Lifestyle

Mom Warns Others After Seatbelt Mistake Almost Cost Child Her Life

by Sarah Hosseini
Updated: 
Originally Published: 
Image via NBC News

The mother of a 6-year-old girl admits seat belt mistakes to warn others

You’re going to be questioning your car seat use, your booster seat use, and how your kids wear their seat belts after hearing what happened to this young girl.

A 6-year-old girl in Virginia has a long road to recovery right now, but she’s on the mend. Little Samantha just got out of the hospital three weeks ago after being in a car crash with her dad coming back from a county fair. They struck a tree. Samantha wasn’t in a booster seat because her mother thought she had outgrown it. The girl had also taken the seat belt, like so many kids, and put the top portion behind her back. The girl’s mom, Shelly Martin describes what it’s like getting the initial phone call in this video from WWBT News 12 in Richmond.

NBC12 – WWBT – Richmond, VA News On Your Side

“It’s awful, I mean it’s torture. You know what I mean? Your mind kind of thinks of all sorts of things. They told me she had facial and head injuries and stomach lacerations and that she was still in surgery and that’s all they would tell me for a couple of hours,” Shelly told local news, WWBT News 12 in Richmond.

Turns out, Samantha was lucky to be alive. The doctors explained that the far edge of the seat belt cut through her abdomen and caused her intestines to come out of her body. The doctor who operated said Samantha was essentially “cut in two.” He said most of it couldn’t be repaired.

Image via WWBT

Samantha suffered from what medical experts call “seat belt syndrome.” Injuries from seat belt syndrome are categorized by spine, abdominal, and head injuries and are caused when only the lap portion of any seat belt is worn.
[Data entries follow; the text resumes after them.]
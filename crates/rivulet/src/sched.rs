//! Outbound work queue for a connection's write loop.
//!
//! Control frames (OPEN, rejections) are written first. After that, streams
//! with pending output take turns: each ready stream gets one frame per turn
//! and goes to the back of the queue if it has more.

use std::collections::{HashSet, VecDeque};

use parking_lot::Mutex;
use rivulet_core::{Frame, StreamId};
use tokio::sync::Notify;

#[derive(Debug)]
pub(crate) enum Work {
    Control(Frame),
    Stream(StreamId),
}

#[derive(Debug, Default)]
pub(crate) struct Outbox {
    state: Mutex<OutboxState>,
    wake: Notify,
}

#[derive(Debug, Default)]
struct OutboxState {
    control: VecDeque<Frame>,
    ready: VecDeque<StreamId>,
    queued: HashSet<StreamId>,
    closed: bool,
}

impl Outbox {
    pub(crate) fn new() -> Self {
        Self::default()
    }

    pub(crate) fn push_control(&self, frame: Frame) {
        {
            let mut state = self.state.lock();
            if state.closed {
                return;
            }
            state.control.push_back(frame);
        }
        self.wake.notify_one();
    }

    /// Schedule a turn for `stream_id`. A stream already waiting for its turn
    /// is not queued twice.
    pub(crate) fn mark_ready(&self, stream_id: StreamId) {
        {
            let mut state = self.state.lock();
            if state.closed || !state.queued.insert(stream_id) {
                return;
            }
            state.ready.push_back(stream_id);
        }
        self.wake.notify_one();
    }

    /// Next unit of work, or `None` once closed.
    pub(crate) async fn next(&self) -> Option<Work> {
        loop {
            let woken = self.wake.notified();
            tokio::pin!(woken);
            woken.as_mut().enable();

            {
                let mut state = self.state.lock();
                if state.closed {
                    return None;
                }
                if let Some(frame) = state.control.pop_front() {
                    return Some(Work::Control(frame));
                }
                if let Some(stream_id) = state.ready.pop_front() {
                    state.queued.remove(&stream_id);
                    return Some(Work::Stream(stream_id));
                }
            }

            woken.await;
        }
    }

    pub(crate) fn is_idle(&self) -> bool {
        let state = self.state.lock();
        state.control.is_empty() && state.ready.is_empty()
    }

    pub(crate) fn close(&self) {
        {
            let mut state = self.state.lock();
            state.closed = true;
            state.control.clear();
            state.ready.clear();
            state.queued.clear();
        }
        self.wake.notify_one();
    }
}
Samantha is home now and had to have a binder around her belly to hold it together until she’s healed. After all she went through, Shelly is now urging parents to understand exactly how child safety seats work, how seat belts should be worn, and when it’s OK to move a kid from their safety seat. She’s speaking out against the dangers, even if it means admitting her and Samantha’s father’s mistakes.

“A lot of people seem to think that when the children don’t fit so easily in the booster, that it’s okay to take them out of the booster. That’s not the case,” said Shelly.
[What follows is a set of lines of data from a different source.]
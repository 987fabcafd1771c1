//! Frames and call headers.

use bytes::{Buf, BufMut, Bytes, BytesMut};

use crate::{CallShape, FrameFlags, RpcError};

/// Identifier of one stream on a connection.
///
/// Client-initiated ids are odd and strictly increasing; even ids are reserved
/// for server-initiated streams, which this core does not use.
pub type StreamId = u32;

/// Size of the fixed frame header: stream id (4), flags (1), payload length (4).
pub const FRAME_HEADER_LEN: usize = 9;

/// Maximum length of a call name in an OPEN frame.
pub const MAX_CALL_NAME_LEN: usize = u16::MAX as usize;

/// Smallest unit on the wire: one stream id, control flags and an opaque payload.
#[derive(Debug, Clone, PartialEq, Eq)]
pub struct Frame {
    pub stream_id: StreamId,
    pub flags: FrameFlags,
    pub payload: Bytes,
}

impl Frame {
    pub fn new(stream_id: StreamId, flags: FrameFlags, payload: Bytes) -> Self {
        Self {
            stream_id,
            flags,
            payload,
        }
    }

    /// A data frame carrying one message.
    pub fn data(stream_id: StreamId, payload: Bytes) -> Self {
        Self::new(stream_id, FrameFlags::empty(), payload)
    }

    /// An OPEN frame announcing a new call.
    pub fn open(stream_id: StreamId, header: &CallHeader) -> Self {
        Self::new(stream_id, FrameFlags::OPEN, header.encode())
    }

    /// An empty HALF_CLOSE frame.
    pub fn half_close(stream_id: StreamId) -> Self {
        Self::new(stream_id, FrameFlags::HALF_CLOSE, Bytes::new())
    }

    /// An ERROR frame carrying the terminal status of a stream. The detail is
    /// truncated so the payload stays within `max_payload_len`.
    pub fn error(stream_id: StreamId, err: &RpcError, max_payload_len: u32) -> Self {
        let payload = err.to_payload_within(max_payload_len as usize);
        Self::new(stream_id, FrameFlags::ERROR, payload)
    }

    pub fn is_open(&self) -> bool {
        self.flags.contains(FrameFlags::OPEN)
    }

    pub fn is_half_close(&self) -> bool {
        self.flags.contains(FrameFlags::HALF_CLOSE)
    }

    pub fn is_error(&self) -> bool {
        self.flags.contains(FrameFlags::ERROR)
    }
}

/// Payload of an OPEN frame: `[shape: u8][name_len: u16 LE][name: UTF-8]`.
#[derive(Debug, Clone, PartialEq, Eq)]
pub struct CallHeader {
    pub shape: CallShape,
    pub name: String,
}

impl CallHeader {
    pub fn new(name: impl Into<String>, shape: CallShape) -> Self {
        Self {
            shape,
            name: name.into(),
        }
    }

    pub fn encode(&self) -> Bytes {
        let mut buf = BytesMut::with_capacity(3 + self.name.len());
        buf.put_u8(self.shape as u8);
        buf.put_u16_le(self.name.len() as u16);
        buf.put_slice(self.name.as_bytes());
        buf.freeze()
    }

    pub fn decode(mut payload: &[u8]) -> Result<Self, RpcError> {
        if payload.len() < 3 {
            return Err(RpcError::ProtocolViolation(format!(
                "call header too short: {} bytes",
                payload.len()
            )));
        }
        let raw_shape = payload.get_u8();
        let shape = CallShape::from_u8(raw_shape).ok_or_else(|| {
            RpcError::ProtocolViolation(format!("unknown call shape {raw_shape}"))
        })?;
        let name_len = payload.get_u16_le() as usize;
        if payload.len() != name_len {
            return Err(RpcError::ProtocolViolation(format!(
                "call name length {name_len} does not match remaining {} bytes",
                payload.len()
            )));
        }
        let name = std::str::from_utf8(payload)
            .map_err(|_| RpcError::ProtocolViolation("call name is not UTF-8".into()))?
            .to_owned();
        Ok(Self { shape, name })
    }
}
Shelly is exactly right and expert tips back her up. According to The Car Seat Lady, the harness straps must be snug like a hug on a child… snugger than most parents think they should be and snugger than most parents make them.

The other factor to consider is whether your child is ready to move to a booster seat. “With many seats going to 65 pounds and some to 90 pounds with the harness, it is not required that the child reach the limit of the car seat before moving to a booster,” Alisa Baer of The Car Seat Lady tells Scary Mommy. “On the flip side, there are some car seats that have very low height and weight limits such that many three-year-olds will be too big for them… and three year olds are not ready for boosters. With the way many of the car seat head rests are designed, the child would need to be about 10 inches too tall for the seat before their ears started peeking out above the top of the car seat.”
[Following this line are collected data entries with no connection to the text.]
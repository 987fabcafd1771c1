//! Error codes and error types.

use core::fmt;

use bytes::{BufMut, Bytes, BytesMut};

/// Code and detail length that precede the detail in an ERROR payload.
pub const ERROR_PAYLOAD_HEADER_LEN: usize = 8;

/// Status codes carried by ERROR frames.
///
/// Codes 0-99 align with gRPC for familiarity.
/// Codes 100+ are specific to the streaming core.
#[derive(Debug, Clone, Copy, PartialEq, Eq, Hash)]
#[repr(u32)]
pub enum ErrorCode {
    // gRPC-aligned (0-99)
    Cancelled = 1,
    Unknown = 2,
    InvalidArgument = 3,
    NotFound = 5,
    PermissionDenied = 7,
    ResourceExhausted = 8,
    FailedPrecondition = 9,
    Aborted = 10,
    Unimplemented = 12,
    Internal = 13,
    Unavailable = 14,

    // core-specific (100+)
    ChannelClosed = 100,
    InvalidState = 101,
    UnsupportedShape = 102,
    ProtocolViolation = 103,
    ConnectionLost = 104,
    DecodeError = 105,
}

impl ErrorCode {
    pub fn from_u32(value: u32) -> Option<Self> {
        match value {
            1 => Some(Self::Cancelled),
            2 => Some(Self::Unknown),
            3 => Some(Self::InvalidArgument),
            5 => Some(Self::NotFound),
            7 => Some(Self::PermissionDenied),
            8 => Some(Self::ResourceExhausted),
            9 => Some(Self::FailedPrecondition),
            10 => Some(Self::Aborted),
            12 => Some(Self::Unimplemented),
            13 => Some(Self::Internal),
            14 => Some(Self::Unavailable),
            100 => Some(Self::ChannelClosed),
            101 => Some(Self::InvalidState),
            102 => Some(Self::UnsupportedShape),
            103 => Some(Self::ProtocolViolation),
            104 => Some(Self::ConnectionLost),
            105 => Some(Self::DecodeError),
            _ => None,
        }
    }
}

impl fmt::Display for ErrorCode {
    fn fmt(&self, f: &mut fmt::Formatter<'_>) -> fmt::Result {
        match self {
            Self::Cancelled => write!(f, "cancelled"),
            Self::Unknown => write!(f, "unknown"),
            Self::InvalidArgument => write!(f, "invalid argument"),
            Self::NotFound => write!(f, "not found"),
            Self::PermissionDenied => write!(f, "permission denied"),
            Self::ResourceExhausted => write!(f, "resource exhausted"),
            Self::FailedPrecondition => write!(f, "failed precondition"),
            Self::Aborted => write!(f, "aborted"),
            Self::Unimplemented => write!(f, "unimplemented"),
            Self::Internal => write!(f, "internal error"),
            Self::Unavailable => write!(f, "unavailable"),
            Self::ChannelClosed => write!(f, "channel closed"),
            Self::InvalidState => write!(f, "invalid state"),
            Self::UnsupportedShape => write!(f, "unsupported shape"),
            Self::ProtocolViolation => write!(f, "protocol violation"),
            Self::ConnectionLost => write!(f, "connection lost"),
            Self::DecodeError => write!(f, "decode error"),
        }
    }
}

/// Errors surfaced by calls, streams and connections.
///
/// Per-call errors terminate one stream and reach both peers as the terminal
/// status. `ProtocolViolation` and `ConnectionLost` are connection-level: every
/// open call on the connection fails with `ConnectionLost`.
#[derive(Debug, Clone, PartialEq, Eq, thiserror::Error)]
pub enum RpcError {
    /// Push into a closed channel. The caller must stop sending.
    #[error("channel closed")]
    ChannelClosed,

    /// The operation violates the stream state machine.
    #[error("invalid state: {0}")]
    InvalidState(String),

    /// No handler is registered under the requested name.
    #[error("not found: {0}")]
    NotFound(String),

    /// The handler and the caller disagree on the call shape.
    #[error("unsupported shape: {0}")]
    UnsupportedShape(String),

    /// Malformed frame or illegal flag combination.
    #[error("protocol violation: {0}")]
    ProtocolViolation(String),

    /// The underlying connection failed or was closed.
    #[error("connection lost")]
    ConnectionLost,

    /// The codec could not decode a message payload.
    #[error("decode error: {0}")]
    Decode(String),

    /// The call was cancelled by either end.
    #[error("cancelled")]
    Cancelled,

    /// Application status returned by a handler.
    #[error("{code}: {message}")]
    Status { code: ErrorCode, message: String },
}

impl RpcError {
    /// Shorthand for an application status error.
    pub fn status(code: ErrorCode, message: impl Into<String>) -> Self {
        Self::Status {
            code,
            message: message.into(),
        }
    }

    /// The wire code for this error.
    pub fn code(&self) -> ErrorCode {
        match self {
            Self::ChannelClosed => ErrorCode::ChannelClosed,
            Self::InvalidState(_) => ErrorCode::InvalidState,
            Self::NotFound(_) => ErrorCode::NotFound,
            Self::UnsupportedShape(_) => ErrorCode::UnsupportedShape,
            Self::ProtocolViolation(_) => ErrorCode::ProtocolViolation,
            Self::ConnectionLost => ErrorCode::ConnectionLost,
            Self::Decode(_) => ErrorCode::DecodeError,
            Self::Cancelled => ErrorCode::Cancelled,
            Self::Status { code, .. } => *code,
        }
    }

    /// True for errors that fail the whole connection rather than one call.
    pub fn is_connection_level(&self) -> bool {
        matches!(self, Self::ProtocolViolation(_) | Self::ConnectionLost)
    }

    fn detail(&self) -> &str {
        match self {
            Self::InvalidState(d)
            | Self::NotFound(d)
            | Self::UnsupportedShape(d)
            | Self::ProtocolViolation(d)
            | Self::Decode(d) => d,
            Self::Status { message, .. } => message,
            Self::ChannelClosed | Self::ConnectionLost | Self::Cancelled => "",
        }
    }

    /// Encode as an ERROR frame payload: `[code: u32][len: u32][detail]`, little-endian.
    pub fn to_payload(&self) -> Bytes {
        self.to_payload_within(usize::MAX)
    }

    /// Like [`to_payload`](Self::to_payload), but the detail is cut at a UTF-8
    /// boundary so the whole payload fits in `max_len` bytes.
    pub fn to_payload_within(&self, max_len: usize) -> Bytes {
        let mut detail = self.detail();
        let room = max_len.saturating_sub(ERROR_PAYLOAD_HEADER_LEN);
        if detail.len() > room {
            let mut end = room;
            while !detail.is_char_boundary(end) {
                end -= 1;
            }
            detail = &detail[..end];
        }
        let mut buf = BytesMut::with_capacity(ERROR_PAYLOAD_HEADER_LEN + detail.len());
        buf.put_u32_le(self.code() as u32);
        buf.put_u32_le(detail.len() as u32);
        buf.put_slice(detail.as_bytes());
        buf.freeze()
    }

    /// Parse an ERROR frame payload.
    pub fn from_payload(payload: &[u8]) -> Self {
        if payload.len() < 8 {
            return Self::status(ErrorCode::Internal, "malformed error payload");
        }

        let code = u32::from_le_bytes([payload[0], payload[1], payload[2], payload[3]]);
        let len = u32::from_le_bytes([payload[4], payload[5], payload[6], payload[7]]) as usize;

        if payload.len() < 8 + len {
            return Self::status(ErrorCode::Internal, "malformed error payload");
        }

        let detail = String::from_utf8_lossy(&payload[8..8 + len]).into_owned();
        let Some(code) = ErrorCode::from_u32(code) else {
            return Self::status(ErrorCode::Unknown, detail);
        };

        match code {
            ErrorCode::ChannelClosed => Self::ChannelClosed,
            ErrorCode::InvalidState => Self::InvalidState(detail),
            ErrorCode::NotFound => Self::NotFound(detail),
            ErrorCode::UnsupportedShape => Self::UnsupportedShape(detail),
            ErrorCode::ProtocolViolation => Self::ProtocolViolation(detail),
            ErrorCode::ConnectionLost => Self::ConnectionLost,
            ErrorCode::DecodeError => Self::Decode(detail),
            ErrorCode::Cancelled => Self::Cancelled,
            code => Self::Status {
                code,
                message: detail,
            },
        }
    }
}

/// Errors produced by the frame codec.
#[derive(Debug, thiserror::Error)]
pub enum WireError {
    #[error("I/O error: {0}")]
    Io(#[from] std::io::Error),

    #[error("unknown frame flags {0:#04x}")]
    UnknownFlags(u8),

    #[error("payload {len} bytes exceeds max {max}")]
    PayloadTooLarge { len: usize, max: u32 },
}

impl From<WireError> for RpcError {
    fn from(e: WireError) -> Self {
        match e {
            WireError::Io(_) => RpcError::ConnectionLost,
            other => RpcError::ProtocolViolation(other.to_string()),
        }
    }
}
Lastly, Samantha moved the shoulder strap behind her in the car. According to Baer, “doing so increases injury risk to the abdomen and lower spinal cord as without the shoulder belt to hold your upper body back, you now jack-knife over yourself in a crash, and since you bend at your belly button and not your hip bones, the lap belt slides up over the hip bones and to the belly button area. With the lap belt on the belly button area, all the crash forces are now applied to the middle of the abdomen which is not strong enough to withstand all the crash forces and the lap belt can literally cut through all the soft internal organs (as happened to the child in the story) and can go deep enough that it even tears through the lower spinal cord leaving the child paralyzed.”

Shelly recounted sleeping every night by her child’s side in the hospital. And the aching feeling that it didn’t have to be that way.

“Because stuff happens so quickly, so quickly,” said Shelly. “And you’ll just be, I mean, there’s always going to be that guilt about, ya know, we should’ve done better. This was completely avoidable.”